[Stored items]

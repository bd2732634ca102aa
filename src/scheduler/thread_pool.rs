use std::{io, time::Duration};

use futures::executor::ThreadPool;
use once_cell::sync::Lazy;

use super::{Scheduler, Task, TaskHandle};

static GLOBAL_POOL: Lazy<ThreadPoolScheduler> =
  Lazy::new(|| ThreadPoolScheduler::new().expect("Failed to create the global thread pool"));

/// Runs work on a `futures` thread pool.
///
/// Delays are served by `futures-time` timers, so a sleeping task does not
/// hold a pool thread.
#[derive(Clone, Debug)]
pub struct ThreadPoolScheduler(ThreadPool);

impl ThreadPoolScheduler {
  /// A pool with one thread per CPU.
  pub fn new() -> io::Result<Self> { ThreadPool::new().map(ThreadPoolScheduler) }

  pub fn with_pool_size(size: usize) -> io::Result<Self> {
    ThreadPool::builder().pool_size(size).create().map(ThreadPoolScheduler)
  }

  /// Wraps an existing pool.
  pub fn from_pool(pool: ThreadPool) -> Self { ThreadPoolScheduler(pool) }

  /// The process-wide pool, created on first use.
  pub fn global() -> Self { GLOBAL_POOL.clone() }
}

impl Scheduler for ThreadPoolScheduler {
  fn schedule(&self, task: Task, delay: Option<Duration>) -> TaskHandle {
    let handle = TaskHandle::new();
    let task = handle.guard(task);
    self.0.spawn_ok(async move {
      if let Some(d) = delay {
        futures_time::task::sleep(d.into()).await;
      }
      task();
    });
    handle
  }
}

#[cfg(test)]
mod test {
  use std::sync::{mpsc, Arc, Mutex};

  use super::*;

  #[test]
  fn runs_off_the_calling_thread() {
    let scheduler = ThreadPoolScheduler::with_pool_size(2).unwrap();
    let (tx, rx) = mpsc::channel();
    scheduler.schedule(
      Box::new(move || tx.send(std::thread::current().id()).unwrap()),
      Some(Duration::from_millis(5)),
    );
    let worker = rx.recv_timeout(Duration::from_secs(5)).unwrap();
    assert_ne!(worker, std::thread::current().id());
  }

  #[test]
  fn cancel_before_the_delay_elapses() {
    let scheduler = ThreadPoolScheduler::global();
    let hit = Arc::new(Mutex::new(false));
    let h = hit.clone();
    let handle =
      scheduler.schedule(Box::new(move || *h.lock().unwrap() = true), Some(Duration::from_millis(50)));
    handle.cancel();
    std::thread::sleep(Duration::from_millis(150));
    assert!(!*hit.lock().unwrap());
  }
}
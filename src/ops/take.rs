use crate::{
  demand::Demand,
  publisher::Publisher,
  subscriber::{Completion, Subscriber},
  subscription::{BoxedSubscription, EmptySubscription},
};

/// Emits only the first `count` values, then cancels upstream and finishes.
///
/// If the source completes before that, its completion is passed on as is.
pub struct TakeOp<S> {
  pub(crate) source: S,
  pub(crate) count: usize,
}

impl<S: Clone> Clone for TakeOp<S> {
  fn clone(&self) -> Self { TakeOp { source: self.source.clone(), count: self.count } }
}

impl<S: Publisher> Publisher for TakeOp<S> {
  type Item = S::Item;
  type Err = S::Err;

  fn subscribe<O>(&self, subscriber: O)
  where
    O: Subscriber<S::Item, S::Err> + 'static,
  {
    self.source.subscribe(TakeSubscriber {
      subscriber,
      remaining: self.count,
      upstream: None,
      done: false,
    })
  }
}

struct TakeSubscriber<O> {
  subscriber: O,
  remaining: usize,
  upstream: Option<BoxedSubscription>,
  done: bool,
}

impl<O> TakeSubscriber<O> {
  fn finish<Item, Err>(&mut self)
  where
    O: Subscriber<Item, Err>,
  {
    self.done = true;
    if let Some(upstream) = self.upstream.take() {
      upstream.cancel();
    }
    self.subscriber.receive_completion(Completion::Finished);
  }
}

impl<Item, Err, O> Subscriber<Item, Err> for TakeSubscriber<O>
where
  O: Subscriber<Item, Err>,
{
  fn receive_subscription(&mut self, subscription: BoxedSubscription) {
    if self.remaining == 0 {
      subscription.cancel();
      self.subscriber.receive_subscription(EmptySubscription::boxed());
      self.finish::<Item, Err>();
      return;
    }
    self.upstream = Some(subscription.clone());
    self.subscriber.receive_subscription(subscription)
  }

  fn receive(&mut self, value: Item) -> Demand {
    if self.done {
      return Demand::NONE;
    }
    self.remaining -= 1;
    let more = self.subscriber.receive(value);
    if self.remaining == 0 {
      self.finish::<Item, Err>();
      return Demand::NONE;
    }
    more
  }

  fn receive_completion(&mut self, completion: Completion<Err>) {
    if !self.done {
      self.done = true;
      self.upstream = None;
      self.subscriber.receive_completion(completion)
    }
  }
}

/// Skips the first `count` values. Each skipped value is asked for again, so
/// the downstream still receives as many values as it requested.
pub struct DropFirstOp<S> {
  pub(crate) source: S,
  pub(crate) count: usize,
}

impl<S: Clone> Clone for DropFirstOp<S> {
  fn clone(&self) -> Self { DropFirstOp { source: self.source.clone(), count: self.count } }
}

impl<S: Publisher> Publisher for DropFirstOp<S> {
  type Item = S::Item;
  type Err = S::Err;

  fn subscribe<O>(&self, subscriber: O)
  where
    O: Subscriber<S::Item, S::Err> + 'static,
  {
    self.source.subscribe(DropFirstSubscriber { subscriber, remaining: self.count })
  }
}

struct DropFirstSubscriber<O> {
  subscriber: O,
  remaining: usize,
}

impl<Item, Err, O> Subscriber<Item, Err> for DropFirstSubscriber<O>
where
  O: Subscriber<Item, Err>,
{
  fn receive_subscription(&mut self, subscription: BoxedSubscription) {
    self.subscriber.receive_subscription(subscription)
  }

  fn receive(&mut self, value: Item) -> Demand {
    if self.remaining > 0 {
      self.remaining -= 1;
      return Demand::max(1);
    }
    self.subscriber.receive(value)
  }

  fn receive_completion(&mut self, completion: Completion<Err>) {
    self.subscriber.receive_completion(completion)
  }
}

* _EXERCISE DESCRIPTION_:
Produce the records once again, exactly as they stand above.

* _WRITTEN ANSWER_:
repository bd2732634ca102aa
filename src/scheduler/thread_pool.rs
use std::{io, time::Duration};

use futures::executor::ThreadPool;
use once_cell::sync::Lazy;

use super::{Scheduler, Task, TaskHandle};

static GLOBAL_POOL: Lazy<ThreadPoolScheduler> =
  Lazy::new(|| ThreadPoolScheduler::new().expect("Failed to create the global thread pool"));

/// Runs work on a `futures` thread pool.
///
/// Delays are served by `futures-time` timers, so a sleeping task does not
/// hold a pool thread.
#[derive(Clone, Debug)]
pub struct ThreadPoolScheduler(ThreadPool);

impl ThreadPoolScheduler {
  /// A pool with one thread per CPU.
  pub fn new() -> io::Result<Self> { ThreadPool::new().map(ThreadPoolScheduler) }

  pub fn with_pool_size(size: usize) -> io::Result<Self> {
    ThreadPool::builder().pool_size(size).create().map(ThreadPoolScheduler)
  }

  /// Wraps an existing pool.
  pub fn from_pool(pool: ThreadPool) -> Self { ThreadPoolScheduler(pool) }

  /// The process-wide pool, created on first use.
  pub fn global() -> Self { GLOBAL_POOL.clone() }
}

impl Scheduler for ThreadPoolScheduler {
  fn schedule(&self, task: Task, delay: Option<Duration>) -> TaskHandle {
    let handle = TaskHandle::new();
    let task = handle.guard(task);
    self.0.spawn_ok(async move {
      if let Some(d) = delay {
        futures_time::task::sleep(d.into()).await;
      }
      task();
    });
    handle
  }
}

#[cfg(test)]
mod test {
  use std::sync::{mpsc, Arc, Mutex};

  use super::*;

  #[test]
  fn runs_off_the_calling_thread() {
    let scheduler = ThreadPoolScheduler::with_pool_size(2).unwrap();
    let (tx, rx) = mpsc::channel();
    scheduler.schedule(
      Box::new(move || tx.send(std::thread::current().id()).unwrap()),
      Some(Duration::from_millis(5)),
    );
    let worker = rx.recv_timeout(Duration::from_secs(5)).unwrap();
    assert_ne!(worker, std::thread::current().id());
  }

  #[test]
  fn cancel_before_the_delay_elapses() {
    let scheduler = ThreadPoolScheduler::global();
    let hit = Arc::new(Mutex::new(false));
    let h = hit.clone();
    let handle =
      scheduler.schedule(Box::new(move || *h.lock().unwrap() = true), Some(Duration::from_millis(50)));
    handle.cancel();
    std::thread::sleep(Duration::from_millis(150));
    assert!(!*hit.lock().unwrap());
  }
}
filename src/ops/take.rs
use crate::{
  demand::Demand,
  publisher::Publisher,
  subscriber::{Completion, Subscriber},
  subscription::{BoxedSubscription, EmptySubscription},
};

/// Emits only the first `count` values, then cancels upstream and finishes.
///
/// If the source completes before that, its completion is passed on as is.
pub struct TakeOp<S> {
  pub(crate) source: S,
  pub(crate) count: usize,
}

impl<S: Clone> Clone for TakeOp<S> {
  fn clone(&self) -> Self { TakeOp { source: self.source.clone(), count: self.count } }
}

impl<S: Publisher> Publisher for TakeOp<S> {
  type Item = S::Item;
  type Err = S::Err;

  fn subscribe<O>(&self, subscriber: O)
  where
    O: Subscriber<S::Item, S::Err> + 'static,
  {
    self.source.subscribe(TakeSubscriber {
      subscriber,
      remaining: self.count,
      upstream: None,
      done: false,
    })
  }
}

struct TakeSubscriber<O> {
  subscriber: O,
  remaining: usize,
  upstream: Option<BoxedSubscription>,
  done: bool,
}

impl<O> TakeSubscriber<O> {
  fn finish<Item, Err>(&mut self)
  where
    O: Subscriber<Item, Err>,
  {
    self.done = true;
    if let Some(upstream) = self.upstream.take() {
      upstream.cancel();
    }
    self.subscriber.receive_completion(Completion::Finished);
  }
}

impl<Item, Err, O> Subscriber<Item, Err> for TakeSubscriber<O>
where
  O: Subscriber<Item, Err>,
{
  fn receive_subscription(&mut self, subscription: BoxedSubscription) {
    if self.remaining == 0 {
      subscription.cancel();
      self.subscriber.receive_subscription(EmptySubscription::boxed());
      self.finish::<Item, Err>();
      return;
    }
    self.upstream = Some(subscription.clone());
    self.subscriber.receive_subscription(subscription)
  }

  fn receive(&mut self, value: Item) -> Demand {
    if self.done {
      return Demand::NONE;
    }
    self.remaining -= 1;
    let more = self.subscriber.receive(value);
    if self.remaining == 0 {
      self.finish::<Item, Err>();
      return Demand::NONE;
    }
    more
  }

  fn receive_completion(&mut self, completion: Completion<Err>) {
    if !self.done {
      self.done = true;
      self.upstream = None;
      self.subscriber.receive_completion(completion)
    }
  }
}

/// Skips the first `count` values. Each skipped value is asked for again, so
/// the downstream still receives as many values as it requested.
pub struct DropFirstOp<S> {
  pub(crate) source: S,
  pub(crate) count: usize,
}

impl<S: Clone> Clone for DropFirstOp<S> {
  fn clone(&self) -> Self { DropFirstOp { source: self.source.clone(), count: self.count } }
}

impl<S: Publisher> Publisher for DropFirstOp<S> {
  type Item = S::Item;
  type Err = S::Err;

  fn subscribe<O>(&self, subscriber: O)
  where
    O: Subscriber<S::Item, S::Err> + 'static,
  {
    self.source.subscribe(DropFirstSubscriber { subscriber, remaining: self.count })
  }
}

struct DropFirstSubscriber<O> {
  subscriber: O,
  remaining: usize,
}

impl<Item, Err, O> Subscriber<Item, Err> for DropFirstSubscriber<O>
where
  O: Subscriber<Item, Err>,
{
  fn receive_subscription(&mut self, subscription: BoxedSubscription) {
    self.subscriber.receive_subscription(subscription)
  }

  fn receive(&mut self, value: Item) -> Demand {
    if self.remaining > 0 {
      self.remaining -= 1;
      return Demand::max(1);
    }
    self.subscriber.receive(value)
  }

  fn receive_completion(&mut self, completion: Completion<Err>) {
    self.subscriber.receive_completion(completion)
  }
}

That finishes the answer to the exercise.